// Copyright 2024-2026 Farlight Networks, LLC
//
// Licensed under the Apache License, Version 2.0 (the "License");
// you may not use this file except in compliance with the License.
// You may obtain a copy of the License at
//
//     http://www.apache.org/licenses/LICENSE-2.0
//
// Unless required by applicable law or agreed to in writing, software
// distributed under the License is distributed on an "AS IS" BASIS,
// WITHOUT WARRANTIES OR CONDITIONS OF ANY KIND, either express or implied.
// See the License for the specific language governing permissions and
// limitations under the License.

//! The fixed 40-byte match structure of OpenFlow 1.0.

use crate::buf::{BufMutExt, Reader};
use crate::port::{port_from_v10, port_to_v10};
use crate::{DecodeError, EncodeError};
use bytes::{BufMut, BytesMut};
use std::net::Ipv4Addr;

/// Wildcard bits of the 1.0 match.
pub mod wildcards {
    /// Switch input port.
    pub const IN_PORT: u32 = 1 << 0;
    /// VLAN id.
    pub const DL_VLAN: u32 = 1 << 1;
    /// Ethernet source address.
    pub const DL_SRC: u32 = 1 << 2;
    /// Ethernet destination address.
    pub const DL_DST: u32 = 1 << 3;
    /// Ethernet frame type.
    pub const DL_TYPE: u32 = 1 << 4;
    /// IP protocol.
    pub const NW_PROTO: u32 = 1 << 5;
    /// TCP/UDP source port.
    pub const TP_SRC: u32 = 1 << 6;
    /// TCP/UDP destination port.
    pub const TP_DST: u32 = 1 << 7;
    /// Shift of the "ignored low bits of nw_src" count.
    pub const NW_SRC_SHIFT: u32 = 8;
    /// Mask of the nw_src bit count.
    pub const NW_SRC_MASK: u32 = 0x3f << NW_SRC_SHIFT;
    /// Shift of the "ignored low bits of nw_dst" count.
    pub const NW_DST_SHIFT: u32 = 14;
    /// Mask of the nw_dst bit count.
    pub const NW_DST_MASK: u32 = 0x3f << NW_DST_SHIFT;
    /// VLAN priority.
    pub const DL_VLAN_PCP: u32 = 1 << 20;
    /// IP ToS bits.
    pub const NW_TOS: u32 = 1 << 21;
    /// Every field wildcarded.
    pub const ALL: u32 = (1 << 22) - 1;
}

/// The 1.0 match.
///
/// Field values are only meaningful when the matching wildcard bit is
/// clear. The builder methods keep the two in sync.
#[derive(Debug, Clone, PartialEq, Eq)]
#[allow(missing_docs)]
pub struct Match10 {
    pub wildcards: u32,
    pub in_port: u32,
    pub dl_src: [u8; 6],
    pub dl_dst: [u8; 6],
    pub dl_vlan: u16,
    pub dl_vlan_pcp: u8,
    pub dl_type: u16,
    pub nw_tos: u8,
    pub nw_proto: u8,
    pub nw_src: u32,
    pub nw_dst: u32,
    pub tp_src: u16,
    pub tp_dst: u16,
}

impl Default for Match10 {
    fn default() -> Self {
        Self::any()
    }
}

impl Match10 {
    /// Encoded size.
    pub const LEN: usize = 40;

    /// A match with every field wildcarded.
    #[must_use]
    pub const fn any() -> Self {
        Self {
            wildcards: wildcards::ALL,
            in_port: 0,
            dl_src: [0; 6],
            dl_dst: [0; 6],
            dl_vlan: 0,
            dl_vlan_pcp: 0,
            dl_type: 0,
            nw_tos: 0,
            nw_proto: 0,
            nw_src: 0,
            nw_dst: 0,
            tp_src: 0,
            tp_dst: 0,
        }
    }

    /// Matches an input port.
    #[must_use]
    pub const fn with_in_port(mut self, port: u32) -> Self {
        self.in_port = port;
        self.wildcards &= !wildcards::IN_PORT;
        self
    }

    /// Matches an Ethernet source.
    #[must_use]
    pub const fn with_dl_src(mut self, addr: [u8; 6]) -> Self {
        self.dl_src = addr;
        self.wildcards &= !wildcards::DL_SRC;
        self
    }

    /// Matches an Ethernet destination.
    #[must_use]
    pub const fn with_dl_dst(mut self, addr: [u8; 6]) -> Self {
        self.dl_dst = addr;
        self.wildcards &= !wildcards::DL_DST;
        self
    }

    /// Matches a VLAN id.
    #[must_use]
    pub const fn with_dl_vlan(mut self, vlan: u16) -> Self {
        self.dl_vlan = vlan;
        self.wildcards &= !wildcards::DL_VLAN;
        self
    }

    /// Matches an Ethernet type.
    #[must_use]
    pub const fn with_dl_type(mut self, ethertype: u16) -> Self {
        self.dl_type = ethertype;
        self.wildcards &= !wildcards::DL_TYPE;
        self
    }

    /// Matches an IP protocol.
    #[must_use]
    pub const fn with_nw_proto(mut self, proto: u8) -> Self {
        self.nw_proto = proto;
        self.wildcards &= !wildcards::NW_PROTO;
        self
    }

    /// Matches an IPv4 source prefix.
    #[must_use]
    pub fn with_nw_src(mut self, addr: Ipv4Addr, prefix_len: u8) -> Self {
        self.nw_src = u32::from(addr);
        self.wildcards = (self.wildcards & !wildcards::NW_SRC_MASK)
            | (u32::from(32 - prefix_len.min(32)) << wildcards::NW_SRC_SHIFT);
        self
    }

    /// Matches an IPv4 destination prefix.
    #[must_use]
    pub fn with_nw_dst(mut self, addr: Ipv4Addr, prefix_len: u8) -> Self {
        self.nw_dst = u32::from(addr);
        self.wildcards = (self.wildcards & !wildcards::NW_DST_MASK)
            | (u32::from(32 - prefix_len.min(32)) << wildcards::NW_DST_SHIFT);
        self
    }

    /// Matches a transport source port.
    #[must_use]
    pub const fn with_tp_src(mut self, port: u16) -> Self {
        self.tp_src = port;
        self.wildcards &= !wildcards::TP_SRC;
        self
    }

    /// Matches a transport destination port.
    #[must_use]
    pub const fn with_tp_dst(mut self, port: u16) -> Self {
        self.tp_dst = port;
        self.wildcards &= !wildcards::TP_DST;
        self
    }

    /// Returns true if `bit` is wildcarded.
    #[must_use]
    pub const fn is_wild(&self, bit: u32) -> bool {
        self.wildcards & bit != 0
    }

    pub(crate) fn encode(&self, buf: &mut BytesMut) -> Result<(), EncodeError> {
        buf.put_u32(self.wildcards);
        buf.put_u16(port_to_v10(self.in_port)?);
        buf.put_slice(&self.dl_src);
        buf.put_slice(&self.dl_dst);
        buf.put_u16(self.dl_vlan);
        buf.put_u8(self.dl_vlan_pcp);
        buf.put_zeros(1);
        buf.put_u16(self.dl_type);
        buf.put_u8(self.nw_tos);
        buf.put_u8(self.nw_proto);
        buf.put_zeros(2);
        buf.put_u32(self.nw_src);
        buf.put_u32(self.nw_dst);
        buf.put_u16(self.tp_src);
        buf.put_u16(self.tp_dst);
        Ok(())
    }

    pub(crate) fn decode(r: &mut Reader<'_>) -> Result<Self, DecodeError> {
        let wildcards = r.u32()?;
        let in_port = port_from_v10(r.u16()?);
        let dl_src = r.array()?;
        let dl_dst = r.array()?;
        let dl_vlan = r.u16()?;
        let dl_vlan_pcp = r.u8()?;
        r.skip(1)?;
        let dl_type = r.u16()?;
        let nw_tos = r.u8()?;
        let nw_proto = r.u8()?;
        r.skip(2)?;
        Ok(Self {
            wildcards,
            in_port,
            dl_src,
            dl_dst,
            dl_vlan,
            dl_vlan_pcp,
            dl_type,
            nw_tos,
            nw_proto,
            nw_src: r.u32()?,
            nw_dst: r.u32()?,
            tp_src: r.u16()?,
            tp_dst: r.u16()?,
        })
    }
}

----------------------------------------

» **DIRECTIONS FOR THIS TASK**
Word for word, restate the lines above.

» **RESPONSE**
// Copyright 2024-2026 Farlight Networks, LLC
//
// Licensed under the Apache License, Version 2.0 (the "License");
// you may not use this file except in compliance with the License.
// You may obtain a copy of the License at
//
//     http://www.apache.org/licenses/LICENSE-2.0
//
// Unless required by applicable law or agreed to in writing, software
// distributed under the License is distributed on an "AS IS" BASIS,
// WITHOUT WARRANTIES OR CONDITIONS OF ANY KIND, either express or implied.
// See the License for the specific language governing permissions and
// limitations under the License.

//! The fixed 40-byte match structure of OpenFlow 1.0.

use crate::buf::{BufMutExt, Reader};
use crate::port::{port_from_v10, port_to_v10};
use crate::{DecodeError, EncodeError};
use bytes::{BufMut, BytesMut};
use std::net::Ipv4Addr;

/// Wildcard bits of the 1.0 match.
pub mod wildcards {
    /// Switch input port.
    pub const IN_PORT: u32 = 1 << 0;
    /// VLAN id.
    pub const DL_VLAN: u32 = 1 << 1;
    /// Ethernet source address.
    pub const DL_SRC: u32 = 1 << 2;
    /// Ethernet destination address.
    pub const DL_DST: u32 = 1 << 3;
    /// Ethernet frame type.
    pub const DL_TYPE: u32 = 1 << 4;
    /// IP protocol.
    pub const NW_PROTO: u32 = 1 << 5;
    /// TCP/UDP source port.
    pub const TP_SRC: u32 = 1 << 6;
    /// TCP/UDP destination port.
    pub const TP_DST: u32 = 1 << 7;
    /// Shift of the "ignored low bits of nw_src" count.
    pub const NW_SRC_SHIFT: u32 = 8;
    /// Mask of the nw_src bit count.
    pub const NW_SRC_MASK: u32 = 0x3f << NW_SRC_SHIFT;
    /// Shift of the "ignored low bits of nw_dst" count.
    pub const NW_DST_SHIFT: u32 = 14;
    /// Mask of the nw_dst bit count.
    pub const NW_DST_MASK: u32 = 0x3f << NW_DST_SHIFT;
    /// VLAN priority.
    pub const DL_VLAN_PCP: u32 = 1 << 20;
    /// IP ToS bits.
    pub const NW_TOS: u32 = 1 << 21;
    /// Every field wildcarded.
    pub const ALL: u32 = (1 << 22) - 1;
}

/// The 1.0 match.
///
/// Field values are only meaningful when the matching wildcard bit is
/// clear. The builder methods keep the two in sync.
#[derive(Debug, Clone, PartialEq, Eq)]
#[allow(missing_docs)]
pub struct Match10 {
    pub wildcards: u32,
    pub in_port: u32,
    pub dl_src: [u8; 6],
    pub dl_dst: [u8; 6],
    pub dl_vlan: u16,
    pub dl_vlan_pcp: u8,
    pub dl_type: u16,
    pub nw_tos: u8,
    pub nw_proto: u8,
    pub nw_src: u32,
    pub nw_dst: u32,
    pub tp_src: u16,
    pub tp_dst: u16,
}

impl Default for Match10 {
    fn default() -> Self {
        Self::any()
    }
}

impl Match10 {
    /// Encoded size.
    pub const LEN: usize = 40;

    /// A match with every field wildcarded.
    #[must_use]
    pub const fn any() -> Self {
        Self {
            wildcards: wildcards::ALL,
            in_port: 0,
            dl_src: [0; 6],
            dl_dst: [0; 6],
            dl_vlan: 0,
            dl_vlan_pcp: 0,
            dl_type: 0,
            nw_tos: 0,
            nw_proto: 0,
            nw_src: 0,
            nw_dst: 0,
            tp_src: 0,
            tp_dst: 0,
        }
    }

    /// Matches an input port.
    #[must_use]
    pub const fn with_in_port(mut self, port: u32) -> Self {
        self.in_port = port;
        self.wildcards &= !wildcards::IN_PORT;
        self
    }

    /// Matches an Ethernet source.
    #[must_use]
    pub const fn with_dl_src(mut self, addr: [u8; 6]) -> Self {
        self.dl_src = addr;
        self.wildcards &= !wildcards::DL_SRC;
        self
    }

    /// Matches an Ethernet destination.
    #[must_use]
    pub const fn with_dl_dst(mut self, addr: [u8; 6]) -> Self {
        self.dl_dst = addr;
        self.wildcards &= !wildcards::DL_DST;
        self
    }

    /// Matches a VLAN id.
    #[must_use]
    pub const fn with_dl_vlan(mut self, vlan: u16) -> Self {
        self.dl_vlan = vlan;
        self.wildcards &= !wildcards::DL_VLAN;
        self
    }

    /// Matches an Ethernet type.
    #[must_use]
    pub const fn with_dl_type(mut self, ethertype: u16) -> Self {
        self.dl_type = ethertype;
        self.wildcards &= !wildcards::DL_TYPE;
        self
    }

    /// Matches an IP protocol.
    #[must_use]
    pub const fn with_nw_proto(mut self, proto: u8) -> Self {
        self.nw_proto = proto;
        self.wildcards &= !wildcards::NW_PROTO;
        self
    }

    /// Matches an IPv4 source prefix.
    #[must_use]
    pub fn with_nw_src(mut self, addr: Ipv4Addr, prefix_len: u8) -> Self {
        self.nw_src = u32::from(addr);
        self.wildcards = (self.wildcards & !wildcards::NW_SRC_MASK)
            | (u32::from(32 - prefix_len.min(32)) << wildcards::NW_SRC_SHIFT);
        self
    }

    /// Matches an IPv4 destination prefix.
    #[must_use]
    pub fn with_nw_dst(mut self, addr: Ipv4Addr, prefix_len: u8) -> Self {
        self.nw_dst = u32::from(addr);
        self.wildcards = (self.wildcards & !wildcards::NW_DST_MASK)
            | (u32::from(32 - prefix_len.min(32)) << wildcards::NW_DST_SHIFT);
        self
    }

    /// Matches a transport source port.
    #[must_use]
    pub const fn with_tp_src(mut self, port: u16) -> Self {
        self.tp_src = port;
        self.wildcards &= !wildcards::TP_SRC;
        self
    }

    /// Matches a transport destination port.
    #[must_use]
    pub const fn with_tp_dst(mut self, port: u16) -> Self {
        self.tp_dst = port;
        self.wildcards &= !wildcards::TP_DST;
        self
    }

    /// Returns true if `bit` is wildcarded.
    #[must_use]
    pub const fn is_wild(&self, bit: u32) -> bool {
        self.wildcards & bit != 0
    }

    pub(crate) fn encode(&self, buf: &mut BytesMut) -> Result<(), EncodeError> {
        buf.put_u32(self.wildcards);
        buf.put_u16(port_to_v10(self.in_port)?);
        buf.put_slice(&self.dl_src);
        buf.put_slice(&self.dl_dst);
        buf.put_u16(self.dl_vlan);
        buf.put_u8(self.dl_vlan_pcp);
        buf.put_zeros(1);
        buf.put_u16(self.dl_type);
        buf.put_u8(self.nw_tos);
        buf.put_u8(self.nw_proto);
        buf.put_zeros(2);
        buf.put_u32(self.nw_src);
        buf.put_u32(self.nw_dst);
        buf.put_u16(self.tp_src);
        buf.put_u16(self.tp_dst);
        Ok(())
    }

    pub(crate) fn decode(r: &mut Reader<'_>) -> Result<Self, DecodeError> {
        let wildcards = r.u32()?;
        let in_port = port_from_v10(r.u16()?);
        let dl_src = r.array()?;
        let dl_dst = r.array()?;
        let dl_vlan = r.u16()?;
        let dl_vlan_pcp = r.u8()?;
        r.skip(1)?;
        let dl_type = r.u16()?;
        let nw_tos = r.u8()?;
        let nw_proto = r.u8()?;
        r.skip(2)?;
        Ok(Self {
            wildcards,
            in_port,
            dl_src,
            dl_dst,
            dl_vlan,
            dl_vlan_pcp,
            dl_type,
            nw_tos,
            nw_proto,
            nw_src: r.u32()?,
            nw_dst: r.u32()?,
            tp_src: r.u16()?,
            tp_dst: r.u16()?,
        })
    }
}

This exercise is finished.